**BRIEF**
From the listing below, copy every line with the word "returns".

===== SUPPLIED RECORDS

//! Command Handler Module
//!
//! This module implements the KV/1.0 verbs. It receives raw request lines,
//! runs them through the parser, executes them against the store and
//! returns the response to send back.
//!
//! ## Supported Commands
//!
//! - `PUT key value...` - Store a key (value may contain spaces)
//! - `GET key` - Read a key
//! - `DEL key` - Delete a key
//! - `STATS` - Key count, uptime and served requests
//! - `QUIT` - End the session
//!
//! ## Architecture
//!
//! ```text
//! ┌─────────────────────────────────────────────────────────────┐
//! │                     CommandHandler                          │
//! │                                                             │
//! │  ┌─────────────┐    ┌─────────────┐    ┌─────────────┐     │
//! │  │   parse()   │───>│  dispatch() │───>│  cmd_*()    │     │
//! │  └─────────────┘    └─────────────┘    └─────────────┘     │
//! │                                               │             │
//! │                                               ▼             │
//! │                                             Store           │
//! └─────────────────────────────────────────────────────────────┘
//! ```
//!
//! Keys or values the store refuses are answered `400 BAD_REQUEST`. A panic
//! while executing a command is caught in `dispatch`, logged and answered
//! `500 SERVER_ERROR`; the connection and the store stay usable.

use crate::protocol::{parse_request, Command, Response, StatusCode, Verb};
use crate::storage::{PutOutcome, StorageError, StorageResult, Store};
use std::panic::{self, AssertUnwindSafe};
use std::sync::Arc;
use tracing::{debug, error};

/// Executes KV/1.0 requests against the shared store.
#[derive(Debug, Clone)]
pub struct CommandHandler {
    /// The shared store
    storage: Arc<Store>,
}

impl CommandHandler {
    /// Creates a new command handler with the given store.
    pub fn new(storage: Arc<Store>) -> Self {
        Self { storage }
    }

    /// Handles one request line (without its terminator) and returns the response.
    ///
    /// Every line counts as one served request, whatever its outcome.
    pub fn execute(&self, line: &[u8]) -> Response {
        let served = self.storage.record_request();

        match parse_request(line) {
            Ok(command) => self.dispatch(&command),
            Err(e) => {
                debug!(request = served, error = %e, "Rejected request");
                e.status().into()
            }
        }
    }

    /// Executes an already parsed command.
    ///
    /// A panic raised while executing is answered with `500 SERVER_ERROR`.
    pub fn dispatch(&self, command: &Command) -> Response {
        let args = command.args();

        let outcome = panic::catch_unwind(AssertUnwindSafe(|| match command.verb() {
            Verb::Put => self.cmd_put(args),
            Verb::Get => Ok(self.cmd_get(args)),
            Verb::Del => Ok(self.cmd_del(args)),
            Verb::Stats => Ok(self.cmd_stats()),
            Verb::Quit => Ok(Response::bye()),
            Verb::Unknown(verb) => {
                debug!(verb = %verb, "Unknown command");
                Ok(Response::bad_request())
            }
        }));

        match outcome {
            Ok(Ok(response)) => response,
            Ok(Err(e)) => Self::rejected(e),
            Err(cause) => {
                let reason = cause
                    .downcast_ref::<&str>()
                    .map(|s| s.to_string())
                    .or_else(|| cause.downcast_ref::<String>().cloned())
                    .unwrap_or_else(|| "unknown panic".to_string());
                error!(verb = ?command.verb(), reason = %reason, "Command panicked");
                Response::server_error()
            }
        }
    }

    fn rejected(e: StorageError) -> Response {
        debug!(error = %e, "Rejected by store");
        Response::bad_request()
    }

    /// PUT key value...
    fn cmd_put(&self, args: &[String]) -> StorageResult<Response> {
        if args.len() < 2 {
            return Ok(Response::bad_request());
        }

        let key = &args[0];
        let value = args[1..].join(" ");

        Ok(match self.storage.put(key.as_str(), value)? {
            PutOutcome::Created => Response::created(),
            PutOutcome::Updated => Response::ok(),
        })
    }

    /// GET key
    fn cmd_get(&self, args: &[String]) -> Response {
        if args.len() != 1 {
            return Response::bad_request();
        }

        match self.storage.get(&args[0]) {
            Some(value) => Response::with_payload(StatusCode::Ok, value),
            None => Response::not_found(),
        }
    }

    /// DEL key
    fn cmd_del(&self, args: &[String]) -> Response {
        if args.len() != 1 {
            return Response::bad_request();
        }

        if self.storage.delete(&args[0]) {
            Response::no_content()
        } else {
            Response::not_found()
        }
    }

    /// STATS
    fn cmd_stats(&self) -> Response {
        let stats = self.storage.stats();

        Response::with_payload(
            StatusCode::Ok,
            format!(
                "keys={} uptime={}s served={}",
                stats.keys,
                stats.uptime.as_secs(),
                stats.requests_served
            ),
        )
    }
}
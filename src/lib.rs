//! # KVSS - Key-Value Store Service
//!
//! KVSS is a small in-memory key-value server. Clients talk to it over TCP
//! with KV/1.0, a line-oriented text protocol: every request is one line,
//! every response is one status line.
//!
//! ## Architecture
//!
//! ```text
//! ┌─────────────────────────────────────────────────────────────────┐
//! │                              KVSS                               │
//! │                                                                 │
//! │  ┌─────────────┐    ┌─────────────┐    ┌─────────────┐          │
//! │  │ TCP Server  │───>│ Connection  │───>│  Command    │          │
//! │  │ (Listener)  │    │  Handler    │    │  Handler    │          │
//! │  └─────────────┘    └─────────────┘    └──────┬──────┘          │
//! │                                               │                 │
//! │                                               ▼                 │
//! │  ┌─────────────┐    ┌───────────────────────────────────────┐   │
//! │  │   KV/1.0    │    │                Store                  │   │
//! │  │   Parser    │    │   RwLock<{ HashMap, requests_served }>│   │
//! │  └─────────────┘    └───────────────────────────────────────┘   │
//! └─────────────────────────────────────────────────────────────────┘
//! ```
//!
//! ## Quick Start
//!
//! ```ignore
//! use kvss::{Config, Server};
//!
//! #[tokio::main]
//! async fn main() -> anyhow::Result<()> {
//!     let server = Server::bind(&Config::default()).await?;
//!     let shutdown = server.shutdown_handle();
//!
//!     tokio::spawn(async move {
//!         tokio::signal::ctrl_c().await.ok();
//!         shutdown.shutdown();
//!     });
//!
//!     server.run().await;
//!     Ok(())
//! }
//! ```
//!
//! ## Protocol
//!
//! | Request                    | Responses                                  |
//! |----------------------------|--------------------------------------------|
//! | `KV/1.0 PUT key value...`  | `201 CREATED`, `200 OK`, `400 BAD_REQUEST` |
//! | `KV/1.0 GET key`           | `200 OK <value>`, `404 NOT_FOUND`          |
//! | `KV/1.0 DEL key`           | `204 NO_CONTENT`, `404 NOT_FOUND`          |
//! | `KV/1.0 STATS`             | `200 OK keys=<n> uptime=<s>s served=<n>`   |
//! | `KV/1.0 QUIT`              | `200 OK bye`, then the server hangs up     |
//!
//! A line without a `KV/` tag is a `400 BAD_REQUEST`; a `KV/` tag other than
//! `KV/1.0` is a `426 UPGRADE_REQUIRED`. Internal faults answer
//! `500 SERVER_ERROR` and leave the connection open.
//!
//! ## Module Overview
//!
//! - [`protocol`]: KV/1.0 request parser and response types
//! - [`storage`]: Thread-safe store with request counters
//! - [`commands`]: Verb dispatch and status code selection
//! - [`connection`]: Per-client read/execute/respond loop
//! - [`server`]: Listener, accept loop and shutdown
//! - [`config`]: Listener configuration

pub mod commands;
pub mod config;
pub mod connection;
pub mod protocol;
pub mod server;
pub mod storage;

// Re-export commonly used types for convenience
pub use commands::CommandHandler;
pub use config::Config;
pub use connection::{handle_connection, ConnectionStats};
pub use protocol::{parse_request, Command, ParseError, Response, StatusCode, Verb};
pub use server::{Server, ServerError, ShutdownHandle};
pub use storage::{PutOutcome, StorageError, Store};

/// The default port KVSS listens on
pub const DEFAULT_PORT: u16 = 5050;

/// The default host KVSS binds to
pub const DEFAULT_HOST: &str = "127.0.0.1";

/// The default listen backlog
pub const DEFAULT_BACKLOG: u32 = 128;

/// Version of KVSS
pub const VERSION: &str = env!("CARGO_PKG_VERSION");
//! Storage Module
//!
//! This module provides the shared, thread-safe key-value store. It holds the
//! mapping, the served-request counter and the server start time.
//!
//! ## Example
//!
//! ```
//! use kvss::storage::{PutOutcome, Store};
//! use std::sync::Arc;
//!
//! let store = Arc::new(Store::new());
//!
//! assert_eq!(store.put("name", "Ariz").unwrap(), PutOutcome::Created);
//! assert_eq!(store.get("name"), Some("Ariz".to_string()));
//! ```

pub mod store;

pub use store::{PutOutcome, StorageError, StorageResult, Store, StoreStats};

==========

**RESPONSE BOX**
//! returns the response to send back.
    /// Handles one request line (without its terminator) and returns the response.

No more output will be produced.